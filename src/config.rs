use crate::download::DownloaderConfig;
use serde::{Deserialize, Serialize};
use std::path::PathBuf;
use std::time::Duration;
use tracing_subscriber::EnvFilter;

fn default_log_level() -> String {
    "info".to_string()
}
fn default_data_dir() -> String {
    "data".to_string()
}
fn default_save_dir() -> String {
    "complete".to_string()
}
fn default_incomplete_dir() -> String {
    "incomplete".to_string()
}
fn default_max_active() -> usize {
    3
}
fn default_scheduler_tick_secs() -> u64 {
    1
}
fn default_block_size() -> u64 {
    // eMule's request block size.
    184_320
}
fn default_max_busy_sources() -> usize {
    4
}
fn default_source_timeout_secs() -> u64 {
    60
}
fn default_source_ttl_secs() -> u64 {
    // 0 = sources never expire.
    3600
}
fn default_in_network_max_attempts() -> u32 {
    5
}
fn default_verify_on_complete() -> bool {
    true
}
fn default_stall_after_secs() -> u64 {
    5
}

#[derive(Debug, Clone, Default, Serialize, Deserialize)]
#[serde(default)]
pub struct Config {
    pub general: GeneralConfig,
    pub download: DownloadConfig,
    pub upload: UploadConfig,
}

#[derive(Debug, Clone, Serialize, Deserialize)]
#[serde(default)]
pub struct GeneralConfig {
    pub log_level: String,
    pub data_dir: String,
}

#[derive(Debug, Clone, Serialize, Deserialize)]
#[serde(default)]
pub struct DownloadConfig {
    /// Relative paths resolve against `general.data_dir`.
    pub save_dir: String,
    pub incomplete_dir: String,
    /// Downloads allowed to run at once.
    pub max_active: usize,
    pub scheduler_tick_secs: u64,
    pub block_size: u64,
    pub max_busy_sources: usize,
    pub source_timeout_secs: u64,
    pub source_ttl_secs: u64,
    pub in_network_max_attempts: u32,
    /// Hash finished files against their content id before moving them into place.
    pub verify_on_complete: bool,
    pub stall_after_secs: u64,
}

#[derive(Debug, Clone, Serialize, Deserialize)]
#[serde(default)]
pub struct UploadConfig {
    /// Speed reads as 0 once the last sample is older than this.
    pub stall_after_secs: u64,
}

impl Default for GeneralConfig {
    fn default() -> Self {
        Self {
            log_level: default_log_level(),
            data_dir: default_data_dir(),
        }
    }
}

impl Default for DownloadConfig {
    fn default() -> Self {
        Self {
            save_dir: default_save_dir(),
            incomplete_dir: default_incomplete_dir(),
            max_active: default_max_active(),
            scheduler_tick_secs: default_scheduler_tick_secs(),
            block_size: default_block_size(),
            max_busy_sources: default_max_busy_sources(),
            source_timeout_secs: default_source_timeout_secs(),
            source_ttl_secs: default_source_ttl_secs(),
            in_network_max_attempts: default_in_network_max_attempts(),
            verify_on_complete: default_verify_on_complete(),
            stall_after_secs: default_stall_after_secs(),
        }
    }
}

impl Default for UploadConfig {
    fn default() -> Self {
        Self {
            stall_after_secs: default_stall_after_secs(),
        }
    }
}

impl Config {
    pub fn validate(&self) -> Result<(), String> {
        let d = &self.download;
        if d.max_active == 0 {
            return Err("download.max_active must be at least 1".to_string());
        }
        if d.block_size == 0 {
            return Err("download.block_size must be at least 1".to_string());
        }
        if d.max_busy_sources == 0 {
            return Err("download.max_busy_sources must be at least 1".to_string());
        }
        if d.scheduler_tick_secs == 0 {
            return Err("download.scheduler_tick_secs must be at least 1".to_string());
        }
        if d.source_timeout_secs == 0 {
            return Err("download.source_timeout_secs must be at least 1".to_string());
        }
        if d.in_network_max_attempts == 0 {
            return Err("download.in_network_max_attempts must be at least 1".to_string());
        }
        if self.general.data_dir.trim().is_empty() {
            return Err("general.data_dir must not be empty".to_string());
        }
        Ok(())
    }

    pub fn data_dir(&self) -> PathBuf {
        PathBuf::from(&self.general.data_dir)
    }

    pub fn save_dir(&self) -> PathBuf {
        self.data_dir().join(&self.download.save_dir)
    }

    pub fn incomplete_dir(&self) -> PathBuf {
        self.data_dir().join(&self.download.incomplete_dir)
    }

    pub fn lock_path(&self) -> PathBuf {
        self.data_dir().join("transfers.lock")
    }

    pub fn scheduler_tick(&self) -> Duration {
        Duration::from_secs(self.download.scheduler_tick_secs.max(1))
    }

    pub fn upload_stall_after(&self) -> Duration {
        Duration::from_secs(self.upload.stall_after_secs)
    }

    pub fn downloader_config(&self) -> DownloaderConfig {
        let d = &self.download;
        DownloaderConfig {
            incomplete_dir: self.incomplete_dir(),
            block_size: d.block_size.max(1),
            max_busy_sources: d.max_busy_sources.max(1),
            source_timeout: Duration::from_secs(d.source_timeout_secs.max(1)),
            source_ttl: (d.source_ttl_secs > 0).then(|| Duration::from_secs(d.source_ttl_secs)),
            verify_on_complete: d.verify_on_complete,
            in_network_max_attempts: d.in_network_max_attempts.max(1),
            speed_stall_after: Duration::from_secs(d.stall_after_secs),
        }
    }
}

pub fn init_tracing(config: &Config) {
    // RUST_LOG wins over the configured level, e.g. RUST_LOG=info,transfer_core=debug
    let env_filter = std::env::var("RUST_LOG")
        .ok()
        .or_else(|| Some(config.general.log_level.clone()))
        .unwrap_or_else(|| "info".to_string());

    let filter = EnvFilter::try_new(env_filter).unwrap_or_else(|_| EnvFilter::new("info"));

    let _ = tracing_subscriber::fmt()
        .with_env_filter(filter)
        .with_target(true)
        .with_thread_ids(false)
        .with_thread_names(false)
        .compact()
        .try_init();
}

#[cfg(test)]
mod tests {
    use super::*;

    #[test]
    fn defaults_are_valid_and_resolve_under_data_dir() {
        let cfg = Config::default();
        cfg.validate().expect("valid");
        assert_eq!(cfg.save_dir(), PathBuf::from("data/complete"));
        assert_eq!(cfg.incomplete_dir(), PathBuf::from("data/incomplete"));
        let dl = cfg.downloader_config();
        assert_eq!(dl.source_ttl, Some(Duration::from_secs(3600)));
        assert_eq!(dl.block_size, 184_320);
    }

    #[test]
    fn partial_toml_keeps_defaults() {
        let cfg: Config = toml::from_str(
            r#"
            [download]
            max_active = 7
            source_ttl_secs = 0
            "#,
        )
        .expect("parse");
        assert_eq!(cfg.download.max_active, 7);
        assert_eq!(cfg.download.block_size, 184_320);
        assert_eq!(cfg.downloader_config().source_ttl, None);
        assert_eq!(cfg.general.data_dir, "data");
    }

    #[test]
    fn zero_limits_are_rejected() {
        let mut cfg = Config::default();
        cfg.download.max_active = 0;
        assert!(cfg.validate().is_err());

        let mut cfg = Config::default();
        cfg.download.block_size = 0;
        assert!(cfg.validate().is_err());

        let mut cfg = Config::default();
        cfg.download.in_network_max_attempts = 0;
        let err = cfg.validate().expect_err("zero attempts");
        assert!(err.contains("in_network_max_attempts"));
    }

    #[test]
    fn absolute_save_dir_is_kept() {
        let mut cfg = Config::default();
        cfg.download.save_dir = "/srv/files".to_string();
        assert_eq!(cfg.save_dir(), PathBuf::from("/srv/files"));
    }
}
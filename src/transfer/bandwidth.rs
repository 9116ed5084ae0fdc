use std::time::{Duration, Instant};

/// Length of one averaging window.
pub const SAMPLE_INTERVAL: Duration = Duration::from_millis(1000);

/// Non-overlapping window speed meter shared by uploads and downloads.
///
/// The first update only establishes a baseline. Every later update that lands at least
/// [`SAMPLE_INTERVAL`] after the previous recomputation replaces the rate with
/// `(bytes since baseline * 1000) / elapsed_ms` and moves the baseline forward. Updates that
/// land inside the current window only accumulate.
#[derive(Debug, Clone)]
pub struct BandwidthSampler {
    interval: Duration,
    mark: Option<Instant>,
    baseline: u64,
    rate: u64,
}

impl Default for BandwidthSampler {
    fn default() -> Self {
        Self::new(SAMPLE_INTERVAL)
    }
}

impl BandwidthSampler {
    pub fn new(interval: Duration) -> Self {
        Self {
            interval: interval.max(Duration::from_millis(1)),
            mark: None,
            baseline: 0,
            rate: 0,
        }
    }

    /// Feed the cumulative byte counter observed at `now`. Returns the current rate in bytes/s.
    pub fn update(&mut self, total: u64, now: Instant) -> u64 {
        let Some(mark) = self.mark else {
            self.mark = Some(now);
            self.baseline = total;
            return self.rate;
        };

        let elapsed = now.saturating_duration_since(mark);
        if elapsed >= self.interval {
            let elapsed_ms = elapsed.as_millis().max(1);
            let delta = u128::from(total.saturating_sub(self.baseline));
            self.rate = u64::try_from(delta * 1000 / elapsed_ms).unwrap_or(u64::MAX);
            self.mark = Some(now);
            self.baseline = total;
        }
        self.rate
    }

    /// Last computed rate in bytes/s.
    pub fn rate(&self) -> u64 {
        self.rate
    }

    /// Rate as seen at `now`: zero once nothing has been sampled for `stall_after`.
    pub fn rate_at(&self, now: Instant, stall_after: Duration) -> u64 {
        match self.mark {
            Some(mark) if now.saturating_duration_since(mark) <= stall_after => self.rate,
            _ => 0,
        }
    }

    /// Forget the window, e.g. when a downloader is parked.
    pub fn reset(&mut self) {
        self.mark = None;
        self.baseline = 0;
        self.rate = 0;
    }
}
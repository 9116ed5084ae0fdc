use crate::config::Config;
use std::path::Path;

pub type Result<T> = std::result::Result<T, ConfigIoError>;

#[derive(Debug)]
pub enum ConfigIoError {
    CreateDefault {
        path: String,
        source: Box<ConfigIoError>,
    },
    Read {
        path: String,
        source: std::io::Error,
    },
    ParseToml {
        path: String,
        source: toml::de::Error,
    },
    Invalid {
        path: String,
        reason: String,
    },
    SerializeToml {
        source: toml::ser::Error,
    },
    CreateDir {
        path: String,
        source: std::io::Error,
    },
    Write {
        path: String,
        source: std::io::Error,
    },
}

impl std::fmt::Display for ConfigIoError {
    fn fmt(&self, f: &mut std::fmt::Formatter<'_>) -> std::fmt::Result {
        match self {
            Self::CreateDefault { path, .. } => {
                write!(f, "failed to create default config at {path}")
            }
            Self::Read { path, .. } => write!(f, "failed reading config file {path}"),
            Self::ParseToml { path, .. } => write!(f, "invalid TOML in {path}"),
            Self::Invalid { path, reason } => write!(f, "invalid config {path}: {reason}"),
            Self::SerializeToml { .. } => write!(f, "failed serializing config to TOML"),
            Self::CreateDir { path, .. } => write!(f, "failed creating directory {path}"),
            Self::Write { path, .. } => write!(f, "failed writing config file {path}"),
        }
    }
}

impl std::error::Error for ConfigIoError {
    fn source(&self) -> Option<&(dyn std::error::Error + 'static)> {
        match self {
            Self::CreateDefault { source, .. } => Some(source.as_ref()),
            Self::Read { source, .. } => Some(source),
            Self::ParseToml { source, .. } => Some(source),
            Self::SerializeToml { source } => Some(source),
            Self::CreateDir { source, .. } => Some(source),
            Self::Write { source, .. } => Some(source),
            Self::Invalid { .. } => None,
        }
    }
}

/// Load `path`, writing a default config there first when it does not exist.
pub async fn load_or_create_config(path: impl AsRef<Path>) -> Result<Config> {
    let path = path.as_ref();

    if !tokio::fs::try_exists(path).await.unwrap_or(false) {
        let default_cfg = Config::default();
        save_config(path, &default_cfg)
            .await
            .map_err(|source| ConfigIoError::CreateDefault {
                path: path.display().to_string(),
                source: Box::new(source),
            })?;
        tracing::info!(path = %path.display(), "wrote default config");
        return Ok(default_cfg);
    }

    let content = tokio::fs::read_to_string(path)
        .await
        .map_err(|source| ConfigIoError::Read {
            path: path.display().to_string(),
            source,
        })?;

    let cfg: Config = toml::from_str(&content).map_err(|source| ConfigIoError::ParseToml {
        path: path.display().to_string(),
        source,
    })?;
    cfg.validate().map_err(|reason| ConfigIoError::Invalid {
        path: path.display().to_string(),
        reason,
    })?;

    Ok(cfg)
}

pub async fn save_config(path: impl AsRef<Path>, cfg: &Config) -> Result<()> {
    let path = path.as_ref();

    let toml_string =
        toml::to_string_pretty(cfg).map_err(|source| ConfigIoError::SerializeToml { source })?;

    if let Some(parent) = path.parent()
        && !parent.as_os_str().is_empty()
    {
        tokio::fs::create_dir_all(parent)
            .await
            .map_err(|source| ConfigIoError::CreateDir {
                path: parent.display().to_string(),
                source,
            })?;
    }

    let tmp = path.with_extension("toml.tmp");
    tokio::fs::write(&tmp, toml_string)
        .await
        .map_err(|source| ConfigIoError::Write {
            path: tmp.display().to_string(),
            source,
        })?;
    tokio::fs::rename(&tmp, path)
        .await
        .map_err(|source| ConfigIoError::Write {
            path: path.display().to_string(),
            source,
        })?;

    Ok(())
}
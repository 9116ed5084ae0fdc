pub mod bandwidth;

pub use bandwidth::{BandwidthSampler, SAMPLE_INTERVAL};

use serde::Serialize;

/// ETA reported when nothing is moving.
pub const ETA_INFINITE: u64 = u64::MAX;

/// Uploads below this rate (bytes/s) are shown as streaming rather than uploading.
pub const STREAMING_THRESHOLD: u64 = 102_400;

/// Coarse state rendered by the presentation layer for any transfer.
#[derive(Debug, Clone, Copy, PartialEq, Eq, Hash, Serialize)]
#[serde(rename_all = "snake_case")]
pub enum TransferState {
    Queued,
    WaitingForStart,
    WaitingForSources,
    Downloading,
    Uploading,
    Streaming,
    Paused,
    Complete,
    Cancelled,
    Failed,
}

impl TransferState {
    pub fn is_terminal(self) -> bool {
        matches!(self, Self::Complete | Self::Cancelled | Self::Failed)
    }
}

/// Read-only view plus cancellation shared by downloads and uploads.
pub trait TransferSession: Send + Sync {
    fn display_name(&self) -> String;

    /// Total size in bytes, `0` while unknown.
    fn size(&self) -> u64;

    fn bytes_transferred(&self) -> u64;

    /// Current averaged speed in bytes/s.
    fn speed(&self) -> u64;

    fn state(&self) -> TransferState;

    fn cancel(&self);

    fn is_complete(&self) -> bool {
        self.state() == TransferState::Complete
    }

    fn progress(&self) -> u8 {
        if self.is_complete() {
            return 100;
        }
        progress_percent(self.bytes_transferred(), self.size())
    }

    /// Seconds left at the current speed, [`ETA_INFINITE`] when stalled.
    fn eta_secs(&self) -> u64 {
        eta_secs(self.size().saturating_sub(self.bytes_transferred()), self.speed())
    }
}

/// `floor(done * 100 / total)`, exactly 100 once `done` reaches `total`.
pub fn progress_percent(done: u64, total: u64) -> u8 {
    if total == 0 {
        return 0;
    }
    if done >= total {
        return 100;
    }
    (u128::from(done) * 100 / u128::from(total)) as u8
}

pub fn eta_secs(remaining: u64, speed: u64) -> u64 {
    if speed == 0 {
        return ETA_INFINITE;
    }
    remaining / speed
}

* * *

Scan the entries above for the string "remaining" and copy each line containing it.

pub fn eta_secs(remaining: u64, speed: u64) -> u64 {
    remaining / speed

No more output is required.